(Beginning of MATERIAL PROVIDED)
//! HTML content extraction shared by the page and feed drivers.
//!
//! Boilerplate handling: extraction narrows to the most article-like
//! container before text conversion, so navigation, scripts and page chrome
//! outside it never reach item content.

use scraper::{ElementRef, Html, Selector};

use crate::utils::text::normalize_whitespace;

/// Render width for the text conversion; long enough that no prose wraps.
const RENDER_WIDTH: usize = 10_000;

/// Article extracted from a full page with the domain heuristic.
#[derive(Debug, Clone)]
pub struct ExtractedArticle {
    pub title: String,
    pub text: String,
}

/// One block extracted by a configured CSS selector.
#[derive(Debug, Clone)]
pub struct ExtractedBlock {
    pub title: String,
    pub text: String,
    pub link: Option<String>,
}

/// Extract the main article from a page: prefer `<article>`, then
/// `<main>`, then the whole body. Title comes from the first `<h1>` or the
/// document title.
pub fn extract_article(html: &str) -> ExtractedArticle {
    let document = Html::parse_document(html);

    let title = first_text(&document, "h1")
        .or_else(|| first_text(&document, "title"))
        .unwrap_or_default();

    let container_html = select_container(&document)
        .map(|el| el.inner_html())
        .unwrap_or_else(|| document.root_element().inner_html());

    let text = html_to_text(&container_html);

    ExtractedArticle { title, text }
}

/// Extract one block per element matched by the configured selector.
/// Malformed selectors were rejected at validate time; a parse failure here
/// yields no blocks.
pub fn extract_blocks(html: &str, selector: &str) -> Vec<ExtractedBlock> {
    let Ok(sel) = Selector::parse(selector) else {
        return Vec::new();
    };

    let document = Html::parse_document(html);
    let mut blocks = Vec::new();

    for element in document.select(&sel) {
        let title = heading_text(element).unwrap_or_default();
        let link = first_href(element);
        let text = html_to_text(&element.inner_html());
        if title.is_empty() && text.is_empty() {
            continue;
        }
        blocks.push(ExtractedBlock { title, text, link });
    }

    blocks
}

/// Convert an HTML fragment to clean plain text.
pub fn html_to_text(fragment: &str) -> String {
    let rendered = html2text::from_read(fragment.as_bytes(), RENDER_WIDTH);
    normalize_whitespace(&rendered)
}

fn select_container(document: &Html) -> Option<ElementRef<'_>> {
    for candidate in ["article", "main", "body"] {
        let sel = Selector::parse(candidate).ok()?;
        if let Some(el) = document.select(&sel).next() {
            return Some(el);
        }
    }
    None
}

fn first_text(document: &Html, selector: &str) -> Option<String> {
    let sel = Selector::parse(selector).ok()?;
    document
        .select(&sel)
        .next()
        .map(|el| normalize_whitespace(&el.text().collect::<Vec<_>>().join(" ")))
        .filter(|s| !s.is_empty())
}

fn heading_text(element: ElementRef<'_>) -> Option<String> {
    for candidate in ["h1", "h2", "h3", "a"] {
        let sel = Selector::parse(candidate).ok()?;
        if let Some(el) = element.select(&sel).next() {
            let text = normalize_whitespace(&el.text().collect::<Vec<_>>().join(" "));
            if !text.is_empty() {
                return Some(text);
            }
        }
    }
    None
}

fn first_href(element: ElementRef<'_>) -> Option<String> {
    let sel = Selector::parse("a[href]").ok()?;
    element
        .select(&sel)
        .next()
        .and_then(|el| el.value().attr("href"))
        .map(|s| s.to_string())
}
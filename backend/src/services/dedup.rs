//! Title-similarity and paraphrase duplicate detection (stages B and C).
//!
//! Stage A (identity) and the content-hash check live in the ingestion
//! pipeline; this service covers the two fuzzy stages. Both stages resolve
//! a hit to the canonical root so `similar_to` chains never form.

use std::sync::Arc;

use chrono::{Duration, Utc};

use crate::config::DedupConfig;
use crate::utils::text::{title_prefix, truncate_chars};
use crate::utils::AppResult;

use super::embedding_client::EmbeddingProvider;
use super::embedding_index::VectorIndex;
use super::item_service::ItemService;

/// Content prefix fed into the paraphrase embedding.
pub(crate) const PARAPHRASE_CONTENT_CHARS: usize = 2000;

pub struct DedupService {
    config: DedupConfig,
    items: ItemService,
    embedder: Arc<dyn EmbeddingProvider>,
    paraphrase_index: Arc<VectorIndex>,
}

impl DedupService {
    pub fn new(
        config: DedupConfig,
        items: ItemService,
        embedder: Arc<dyn EmbeddingProvider>,
        paraphrase_index: Arc<VectorIndex>,
    ) -> Self {
        Self { config, items, embedder, paraphrase_index }
    }

    /// Stage B: same-channel title similarity.
    ///
    /// Candidates whose case-folded 50-char prefix is compatible (one is a
    /// prefix of the other) and that were published within the window are
    /// compared; the earliest one clearing the similarity threshold wins.
    /// A title that extends the other verbatim (the "— Aktualisierung"
    /// update pattern) counts as an exact match.
    pub async fn find_title_duplicate(
        &self,
        channel_id: i64,
        title: &str,
    ) -> AppResult<Option<i64>> {
        if title.trim().is_empty() {
            return Ok(None);
        }

        let since = Utc::now() - Duration::days(self.config.title_window_days);
        let candidates = self.items.title_candidates(channel_id, since).await?;

        let prefix = title_prefix(title, self.config.title_prefix_chars);
        let normalized = title.trim().to_lowercase();

        for (candidate_id, candidate_title) in candidates {
            let candidate_prefix =
                title_prefix(&candidate_title, self.config.title_prefix_chars);
            if !prefix.starts_with(&candidate_prefix) && !candidate_prefix.starts_with(&prefix) {
                continue;
            }
            let similarity =
                title_similarity(&normalized, &candidate_title.trim().to_lowercase());
            if similarity >= self.config.title_similarity_threshold {
                return Ok(Some(candidate_id));
            }
        }

        Ok(None)
    }

    /// Stage C: cross-source paraphrase lookup.
    ///
    /// Returns the embedding (for later index insertion) and, if the
    /// nearest neighbor clears the threshold, the duplicate's canonical id.
    /// An unavailable embedding service surfaces as `EmbeddingUnavailable`;
    /// the caller skips the stage.
    pub async fn find_paraphrase_duplicate(
        &self,
        title: &str,
        content: &str,
    ) -> AppResult<(Vec<f32>, Option<i64>)> {
        let vector = self
            .embedder
            .embed_paraphrase(title, truncate_chars(content, PARAPHRASE_CONTENT_CHARS))
            .await?;

        let duplicate = match self.paraphrase_index.nearest(&vector).await {
            Some((item_id, similarity)) if similarity >= self.config.paraphrase_threshold => {
                Some(self.canonical_root(item_id).await?)
            }
            _ => None,
        };

        Ok((vector, duplicate))
    }

    /// Follow a `similar_to` back-reference to its canonical item, so new
    /// duplicates always point at the root.
    pub async fn canonical_root(&self, item_id: i64) -> AppResult<i64> {
        let item = self.items.get(item_id).await?;
        Ok(item.similar_to.unwrap_or(item.id))
    }
}

/// Normalized Levenshtein similarity, with verbatim extension treated as
/// identical.
fn title_similarity(a: &str, b: &str) -> f64 {
    if a.starts_with(b) || b.starts_with(a) {
        return 1.0;
    }
    strsim::normalized_levenshtein(a, b)
}

#[cfg(test)]
mod tests {
    use super::*;

    #[test]
    fn test_title_similarity_extension_is_exact() {
        let a = "hessen kürzt kita-mittel drastisch";
        let b = "hessen kürzt kita-mittel drastisch — aktualisierung";
        assert_eq!(title_similarity(a, b), 1.0);
    }

    #[test]
    fn test_title_similarity_small_edit() {
        let a = "hessen kürzt kita-mittel drastisch";
        let b = "hessen kürzt kita-mittel drastisch!";
        assert!(title_similarity(a, b) >= 0.85);
    }

    #[test]
    fn test_title_similarity_different_titles() {
        let a = "hessen kürzt kita-mittel drastisch";
        let b = "neue pflegestatistik für hessen vorgestellt";
        assert!(title_similarity(a, b) < 0.85);
    }
}
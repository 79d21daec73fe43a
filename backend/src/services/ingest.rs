//! Ingestion pipeline: normalize, dedupe, persist, enqueue.
//!
//! Runs cooperatively inside each fetch task, so a full classifier queue
//! back-pressures the fetch through the blocking `send`. The identity check
//! is backed by the store's unique constraint: a constraint violation on
//! insert is handled exactly like a prior identity hit.

use std::sync::Arc;

use tokio::sync::mpsc;
use tracing::{debug, warn};

use crate::connectors::NormalizedItem;
use crate::models::{Channel, EventKind};
use crate::utils::text::{EMPTY_CONTENT_HASH, content_hash};
use crate::utils::{AppError, AppResult};

use super::dedup::DedupService;
use super::embedding_index::VectorIndex;
use super::item_service::{ItemService, NewItem};

#[derive(Debug, Clone, Copy, PartialEq, Eq)]
pub enum IngestOutcome {
    /// New canonical item, queued for classification
    Inserted(i64),
    /// Dropped: (channel, external id) already known
    DuplicateIdentity(i64),
    /// Recorded as duplicate of an exact-content twin
    DuplicateContent(i64),
    /// Recorded as duplicate of a near-identical title on the same channel
    DuplicateTitle(i64),
    /// Recorded as duplicate of a cross-source paraphrase
    DuplicateParaphrase(i64),
}

pub struct IngestService {
    items: ItemService,
    dedup: Arc<DedupService>,
    paraphrase_index: Arc<VectorIndex>,
    classifier_tx: mpsc::Sender<i64>,
}

impl IngestService {
    pub fn new(
        items: ItemService,
        dedup: Arc<DedupService>,
        paraphrase_index: Arc<VectorIndex>,
        classifier_tx: mpsc::Sender<i64>,
    ) -> Self {
        Self { items, dedup, paraphrase_index, classifier_tx }
    }

    /// Run one normalized item through the pipeline.
    pub async fn ingest(
        &self,
        channel: &Channel,
        normalized: NormalizedItem,
    ) -> AppResult<IngestOutcome> {
        // 1. Identity dedupe
        if let Some(existing) =
            self.items.find_by_identity(channel.id, &normalized.external_id).await?
        {
            self.items
                .record_event(Some(existing.id), Some(channel.id), EventKind::DuplicateByIdentity, None)
                .await?;
            return Ok(IngestOutcome::DuplicateIdentity(existing.id));
        }

        let hash = normalized
            .content_hash_override
            .clone()
            .unwrap_or_else(|| content_hash(&normalized.content));

        // 2. Content-hash dedupe; the empty sentinel never matches anything
        if hash != EMPTY_CONTENT_HASH
            && let Some(canonical) = self.items.find_canonical_by_hash(&hash).await?
        {
            let id = self
                .insert_duplicate(channel, &normalized, &hash, canonical.id, EventKind::DuplicateByContent)
                .await?;
            return Ok(IngestOutcome::DuplicateContent(id));
        }

        // 3. Title similarity within the same channel
        if let Some(twin) = self.dedup.find_title_duplicate(channel.id, &normalized.title).await? {
            let canonical = self.dedup.canonical_root(twin).await?;
            let id = self
                .insert_duplicate(channel, &normalized, &hash, canonical, EventKind::DuplicateByTitle)
                .await?;
            return Ok(IngestOutcome::DuplicateTitle(id));
        }

        // 4. Paraphrase across sources; an unavailable embedding service
        //    skips the stage, everything else still happens
        let mut paraphrase_vector = None;
        let mut paraphrase_skipped = false;
        match self
            .dedup
            .find_paraphrase_duplicate(&normalized.title, &normalized.content)
            .await
        {
            Ok((_, Some(canonical))) => {
                let id = self
                    .insert_duplicate(
                        channel,
                        &normalized,
                        &hash,
                        canonical,
                        EventKind::DuplicateByParaphrase,
                    )
                    .await?;
                return Ok(IngestOutcome::DuplicateParaphrase(id));
            }
            Ok((vector, None)) => paraphrase_vector = Some(vector),
            Err(AppError::EmbeddingUnavailable(reason)) => {
                warn!("Paraphrase dedupe skipped for channel {}: {}", channel.id, reason);
                paraphrase_skipped = true;
            }
            Err(e) => return Err(e),
        }

        // 5. Insert as canonical
        let item = self
            .items
            .insert(self.new_item(channel, &normalized, &hash, None))
            .await;
        let item = match item {
            Ok(item) => item,
            // store-conflict: a concurrent fetch won the race
            Err(AppError::Conflict(_)) => {
                let existing = self
                    .items
                    .find_by_identity(channel.id, &normalized.external_id)
                    .await?
                    .ok_or_else(|| AppError::internal("conflicting item vanished"))?;
                self.items
                    .record_event(
                        Some(existing.id),
                        Some(channel.id),
                        EventKind::DuplicateByIdentity,
                        None,
                    )
                    .await?;
                return Ok(IngestOutcome::DuplicateIdentity(existing.id));
            }
            Err(e) => return Err(e),
        };

        self.items
            .record_event(Some(item.id), Some(channel.id), EventKind::Fetched, None)
            .await?;
        if paraphrase_skipped {
            self.items
                .record_event(
                    Some(item.id),
                    Some(channel.id),
                    EventKind::DedupeParaphraseSkipped,
                    None,
                )
                .await?;
        }

        if let Some(vector) = paraphrase_vector {
            self.paraphrase_index.add(item.id, vector).await?;
        }

        // 6. Hand to the classifier; blocks when the queue is full
        if self.classifier_tx.send(item.id).await.is_err() {
            warn!("Classifier queue closed; item {} stays unclassified", item.id);
        }

        debug!("Ingested item {} from channel {}", item.id, channel.id);
        Ok(IngestOutcome::Inserted(item.id))
    }

    async fn insert_duplicate(
        &self,
        channel: &Channel,
        normalized: &NormalizedItem,
        hash: &str,
        canonical_id: i64,
        kind: EventKind,
    ) -> AppResult<i64> {
        let item = self
            .items
            .insert(self.new_item(channel, normalized, hash, Some(canonical_id)))
            .await?;
        self.items
            .record_event(Some(item.id), Some(channel.id), EventKind::Fetched, None)
            .await?;
        self.items
            .record_event(
                Some(item.id),
                Some(channel.id),
                kind,
                Some(serde_json::json!({ "canonical_id": canonical_id })),
            )
            .await?;
        Ok(item.id)
    }

    fn new_item(
        &self,
        channel: &Channel,
        normalized: &NormalizedItem,
        hash: &str,
        similar_to: Option<i64>,
    ) -> NewItem {
        NewItem {
            channel_id: channel.id,
            external_id: normalized.external_id.clone(),
            title: normalized.title.clone(),
            content: normalized.content.clone(),
            url: normalized.url.clone(),
            author: normalized.author.clone(),
            published_at: normalized.published_at,
            content_hash: hash.to_string(),
            similar_to,
            metadata: normalized.metadata.clone(),
        }
    }
}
(End of MATERIAL PROVIDED)
WHAT IS NEEDED: Find every line of the data that includes the string "ExtractedBlock". Copy each of those lines.

TASK OUTPUT:
pub struct ExtractedBlock {
pub fn extract_blocks(html: &str, selector: &str) -> Vec<ExtractedBlock> {
        blocks.push(ExtractedBlock { title, text, link });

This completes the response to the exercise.